Task to carry out>
Search the lines of the records for the word "struct", and copy every line that has it.

Supplied information>

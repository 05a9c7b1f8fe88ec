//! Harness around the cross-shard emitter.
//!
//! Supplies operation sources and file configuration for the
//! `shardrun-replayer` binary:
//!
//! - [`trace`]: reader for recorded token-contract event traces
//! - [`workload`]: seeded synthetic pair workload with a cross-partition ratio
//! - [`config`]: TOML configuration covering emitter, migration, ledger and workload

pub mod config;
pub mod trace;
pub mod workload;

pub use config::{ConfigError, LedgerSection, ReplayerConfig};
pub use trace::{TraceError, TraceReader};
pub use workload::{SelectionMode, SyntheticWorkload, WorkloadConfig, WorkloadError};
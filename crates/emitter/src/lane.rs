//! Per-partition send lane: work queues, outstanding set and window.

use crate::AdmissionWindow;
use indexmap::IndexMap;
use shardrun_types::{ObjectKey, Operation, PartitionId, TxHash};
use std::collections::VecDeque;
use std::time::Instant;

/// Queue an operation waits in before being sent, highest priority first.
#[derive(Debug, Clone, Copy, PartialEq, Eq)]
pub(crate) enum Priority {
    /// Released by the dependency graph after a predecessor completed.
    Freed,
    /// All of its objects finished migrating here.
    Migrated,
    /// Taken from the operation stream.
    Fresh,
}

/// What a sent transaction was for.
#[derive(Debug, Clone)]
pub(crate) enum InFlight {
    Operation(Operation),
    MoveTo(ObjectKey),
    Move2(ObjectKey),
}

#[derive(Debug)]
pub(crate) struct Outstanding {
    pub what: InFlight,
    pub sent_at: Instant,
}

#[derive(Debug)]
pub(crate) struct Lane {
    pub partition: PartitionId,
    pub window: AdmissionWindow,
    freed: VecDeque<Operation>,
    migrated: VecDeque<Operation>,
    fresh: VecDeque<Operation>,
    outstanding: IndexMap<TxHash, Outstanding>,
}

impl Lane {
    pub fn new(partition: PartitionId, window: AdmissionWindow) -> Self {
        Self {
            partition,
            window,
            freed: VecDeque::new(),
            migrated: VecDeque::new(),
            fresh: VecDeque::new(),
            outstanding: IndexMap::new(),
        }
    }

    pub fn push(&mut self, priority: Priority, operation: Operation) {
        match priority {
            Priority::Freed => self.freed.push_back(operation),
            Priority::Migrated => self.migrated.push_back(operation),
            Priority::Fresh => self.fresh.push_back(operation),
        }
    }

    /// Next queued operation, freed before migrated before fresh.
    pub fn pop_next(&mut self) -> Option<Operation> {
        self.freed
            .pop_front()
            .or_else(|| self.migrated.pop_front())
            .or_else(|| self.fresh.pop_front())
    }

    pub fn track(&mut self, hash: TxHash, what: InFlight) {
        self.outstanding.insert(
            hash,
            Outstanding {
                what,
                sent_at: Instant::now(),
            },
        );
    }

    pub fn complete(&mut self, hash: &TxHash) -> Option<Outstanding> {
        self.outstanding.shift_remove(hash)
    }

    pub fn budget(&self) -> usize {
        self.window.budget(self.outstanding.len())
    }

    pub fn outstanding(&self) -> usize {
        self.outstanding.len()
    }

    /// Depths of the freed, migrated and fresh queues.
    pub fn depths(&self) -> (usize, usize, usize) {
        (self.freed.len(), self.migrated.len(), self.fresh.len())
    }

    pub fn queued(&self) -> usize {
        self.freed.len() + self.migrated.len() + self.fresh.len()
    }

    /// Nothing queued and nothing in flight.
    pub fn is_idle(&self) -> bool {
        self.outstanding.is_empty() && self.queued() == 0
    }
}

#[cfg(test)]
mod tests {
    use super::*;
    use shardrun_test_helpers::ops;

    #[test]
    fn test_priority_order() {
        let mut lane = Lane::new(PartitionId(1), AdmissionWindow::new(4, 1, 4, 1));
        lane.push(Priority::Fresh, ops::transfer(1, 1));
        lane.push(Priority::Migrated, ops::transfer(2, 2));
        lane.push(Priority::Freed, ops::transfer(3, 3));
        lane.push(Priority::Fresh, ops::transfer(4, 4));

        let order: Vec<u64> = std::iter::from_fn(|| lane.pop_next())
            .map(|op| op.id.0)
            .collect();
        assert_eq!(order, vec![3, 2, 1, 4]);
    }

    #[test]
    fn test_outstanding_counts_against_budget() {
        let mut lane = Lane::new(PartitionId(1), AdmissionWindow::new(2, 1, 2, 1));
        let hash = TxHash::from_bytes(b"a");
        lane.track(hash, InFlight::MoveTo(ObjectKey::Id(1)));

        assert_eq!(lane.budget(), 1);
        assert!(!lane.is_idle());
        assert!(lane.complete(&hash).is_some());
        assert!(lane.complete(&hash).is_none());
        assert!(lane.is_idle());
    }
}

Response area>
pub(crate) struct Outstanding {
pub(crate) struct Lane {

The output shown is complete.